Find Your Way to Love the Hurting

 
 

My exhortation for us this morning, church, is that we each find our way to move toward the hurting in our church.

Our family spent Christmas in Los Angeles this year. My wife has lots of extended family there. We visit at least once a year, usually to break up the snow and cold in January or February. But this was our first time being back at Christmas. We stayed with her cousin (who’s a pastor) and his family (five children and they had one on the way). They live less than a block from the church building, so we walked to church that morning. It was 85 degrees. I told Faye that it didn’t feel like Christmas at all. It felt like Jesus’s half-birthday.

When we came back from church that morning, we walked into the house, and could tell something was wrong. A few minutes later, we found out that the couple we were staying with had just had a miscarriage. On Christmas Day. During Sunday morning worship. She had just finished her first trimester. The baby would have been number six, their second son. The family wept for hours.

Now, I could share about the quiet and common pain of miscarriage (my wife and I suffered one early in our marriage), or about what I learned about grief watching up close this family lose this baby together, as a family. But one of the things that has struck me most was how the church showed up and loved them in their loss. It was just how many members came to their front door. And this was on Christmas Day, when people typically have plans. Some came right away; some came the next day; some later in the week. Some could only swing by for a few minutes; others stayed longer. Some just dropped something off with a note to give them space to rest. Some brought food. Some brought their favorite Starbucks drinks. Most of them cried. It’s hard to describe how unusual and heartbreaking and beautiful the whole scene was. This church had learned how to grieve together, to carry each other’s burdens, to show up in hard moments.

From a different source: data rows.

//! In-memory doubles for the network traits and the sink.

use std::collections::HashMap;
use std::sync::Arc;

use async_trait::async_trait;
use atmos_core::NetworkError;
use chrono::{TimeZone, Utc};
use parking_lot::Mutex;

use crate::display::DisplayUnit;
use crate::geocode::GeocodingApi;
use crate::provider::WeatherApi;
use crate::sink::{PresentationSink, UiState};
use crate::types::{
    CandidateLocation, Conditions, Coordinates, DailyForecast, Forecast, ForecastEntry,
    ResolvedLocation, Theme, WeatherCondition, WeatherError, WeatherSnapshot,
};

fn server_error() -> WeatherError {
    WeatherError::Network(NetworkError::ServerError {
        status: 500,
        message: "upstream unavailable".into(),
    })
}

pub fn tokyo_candidate() -> CandidateLocation {
    CandidateLocation {
        name: "Tokyo".into(),
        state: None,
        country: "JP".into(),
        latitude: 35.68,
        longitude: 139.69,
    }
}

/// Answers from a fixed table keyed by query text; unknown queries yield nothing.
#[derive(Default)]
pub struct FakeGeocoder {
    results: HashMap<String, Vec<CandidateLocation>>,
    fail: bool,
    calls: Arc<Mutex<Vec<String>>>,
}

impl FakeGeocoder {
    pub fn new() -> Self {
        Self::default()
    }

    pub fn with(mut self, query: &str, candidates: Vec<CandidateLocation>) -> Self {
        self.results.insert(query.to_string(), candidates);
        self
    }

    pub fn failing(mut self) -> Self {
        self.fail = true;
        self
    }

    /// Every query text seen, in order
    pub fn calls(&self) -> Arc<Mutex<Vec<String>>> {
        self.calls.clone()
    }
}

#[async_trait]
impl GeocodingApi for FakeGeocoder {
    async fn search(
        &self,
        query: &str,
        limit: usize,
    ) -> Result<Vec<CandidateLocation>, WeatherError> {
        self.calls.lock().push(query.to_string());
        if self.fail {
            return Err(server_error());
        }
        Ok(self
            .results
            .get(query)
            .map(|found| found.iter().take(limit).cloned().collect())
            .unwrap_or_default())
    }
}

/// Serves one canned snapshot and forecast for any coordinates.
#[derive(Clone)]
pub struct FakeWeather {
    snapshot: WeatherSnapshot,
    forecast: Forecast,
    fail_forecast: bool,
    requests: Arc<Mutex<Vec<Coordinates>>>,
}

impl FakeWeather {
    /// Rainy Tokyo with a forecast spanning two local days
    pub fn tokyo() -> Self {
        let offset = 9 * 3600;
        let rain = Conditions {
            kind: WeatherCondition::Rain,
            description: "light rain".into(),
            icon: "10d".into(),
        };
        let entry = |hour: u32, temperature: f64| ForecastEntry {
            time: Utc.with_ymd_and_hms(2026, 10, 16, hour, 0, 0).unwrap(),
            temperature,
            wind_speed: 4.0,
            conditions: rain.clone(),
        };

        Self {
            snapshot: WeatherSnapshot {
                place_name: "Tokyo".into(),
                country: Some("JP".into()),
                coordinates: Coordinates::new(35.68, 139.69),
                observed_at: Utc.with_ymd_and_hms(2026, 10, 16, 3, 0, 0).unwrap(),
                timezone_offset_secs: offset,
                temperature: 291.15,
                feels_like: 290.5,
                humidity: 82,
                wind_speed: 4.2,
                rain_last_hour: Some(0.8),
                conditions: rain.clone(),
                sunrise: Some(Utc.with_ymd_and_hms(2026, 10, 15, 20, 45, 0).unwrap()),
                sunset: Some(Utc.with_ymd_and_hms(2026, 10, 16, 8, 10, 0).unwrap()),
            },
            forecast: Forecast {
                timezone_offset_secs: offset,
                // 15:00 UTC is midnight in Tokyo
                entries: vec![entry(0, 290.0), entry(3, 291.0), entry(15, 288.0), entry(18, 287.5)],
            },
            fail_forecast: false,
            requests: Arc::new(Mutex::new(Vec::new())),
        }
    }

    /// Current conditions succeed, the forecast request does not
    pub fn failing_forecast() -> Self {
        Self {
            fail_forecast: true,
            ..Self::tokyo()
        }
    }

    pub fn set_country(&mut self, country: &str) {
        self.snapshot.country = Some(country.to_string());
    }

    /// Number of requests of either kind
    pub fn calls(&self) -> usize {
        self.requests.lock().len()
    }

    pub fn last_coordinates(&self) -> Option<Coordinates> {
        self.requests.lock().last().copied()
    }
}

#[async_trait]
impl WeatherApi for FakeWeather {
    async fn current(&self, coordinates: Coordinates) -> Result<WeatherSnapshot, WeatherError> {
        self.requests.lock().push(coordinates);
        Ok(WeatherSnapshot {
            coordinates,
            ..self.snapshot.clone()
        })
    }

    async fn forecast(&self, coordinates: Coordinates) -> Result<Forecast, WeatherError> {
        self.requests.lock().push(coordinates);
        if self.fail_forecast {
            return Err(server_error());
        }
        Ok(self.forecast.clone())
    }
}

#[derive(Debug, Clone, PartialEq)]
pub enum SinkEvent {
    RenderCurrent(String),
    RenderForecast(usize),
    Theme(Theme),
    ClearCurrent,
    ClearForecast,
    State(UiState),
    Status(String),
    ClearStatus,
}

/// Keeps every call plus the resulting page
#[derive(Debug, Default)]
pub struct RecordingSink {
    events: Vec<SinkEvent>,
    current: Option<String>,
    forecast: Option<usize>,
    theme: Option<Theme>,
    unit: Option<DisplayUnit>,
    state: UiState,
    status: Option<String>,
}

impl RecordingSink {
    pub fn events(&self) -> &[SinkEvent] {
        &self.events
    }

    pub fn current_label(&self) -> Option<&str> {
        self.current.as_deref()
    }

    pub fn forecast_days(&self) -> Option<usize> {
        self.forecast
    }

    pub fn theme(&self) -> Option<Theme> {
        self.theme
    }

    pub fn unit(&self) -> Option<DisplayUnit> {
        self.unit
    }

    pub fn state(&self) -> UiState {
        self.state
    }

    pub fn status(&self) -> Option<&str> {
        self.status.as_deref()
    }
}

impl PresentationSink for RecordingSink {
    fn render_current(
        &mut self,
        location: &ResolvedLocation,
        _snapshot: &WeatherSnapshot,
        unit: DisplayUnit,
    ) {
        self.events.push(SinkEvent::RenderCurrent(location.label.clone()));
        self.current = Some(location.label.clone());
        self.unit = Some(unit);
    }

    fn render_forecast(&mut self, days: &[DailyForecast], _unit: DisplayUnit) {
        self.events.push(SinkEvent::RenderForecast(days.len()));
        self.forecast = Some(days.len());
    }

    fn apply_theme(&mut self, theme: Theme) {
        self.events.push(SinkEvent::Theme(theme));
        self.theme = Some(theme);
    }

    fn clear_current(&mut self) {
        self.events.push(SinkEvent::ClearCurrent);
        self.current = None;
    }

    fn clear_forecast(&mut self) {
        self.events.push(SinkEvent::ClearForecast);
        self.forecast = None;
    }

    fn set_state(&mut self, state: UiState) {
        self.events.push(SinkEvent::State(state));
        self.state = state;
    }

    fn show_status(&mut self, message: &str) {
        self.events.push(SinkEvent::Status(message.to_string()));
        self.status = Some(message.to_string());
    }

    fn clear_status(&mut self) {
        self.events.push(SinkEvent::ClearStatus);
        self.status = None;
    }
}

Their love reminded me of Romans 12:12:

“Rejoice in hope, be patient in tribulation, be constant in prayer. Contribute to the needs of the saints and seek to show hospitality.”

I want us to be a Romans 12:12 church. I want my family to be a Romans 12:12 family. I want to be a Romans 12:12 man.

So, again, my exhortation is this: Find your way to move toward the hurting. Don’t assume someone else is checking in. Don’t assume someone else will send a meal. Don’t assume they’re overwhelmed with messages and visits. When the trial comes — when sickness falls, when the job disappears, when the marriage collapses, when a loved one dies — when the trial comes, assume God plans to meet one of their many needs through you.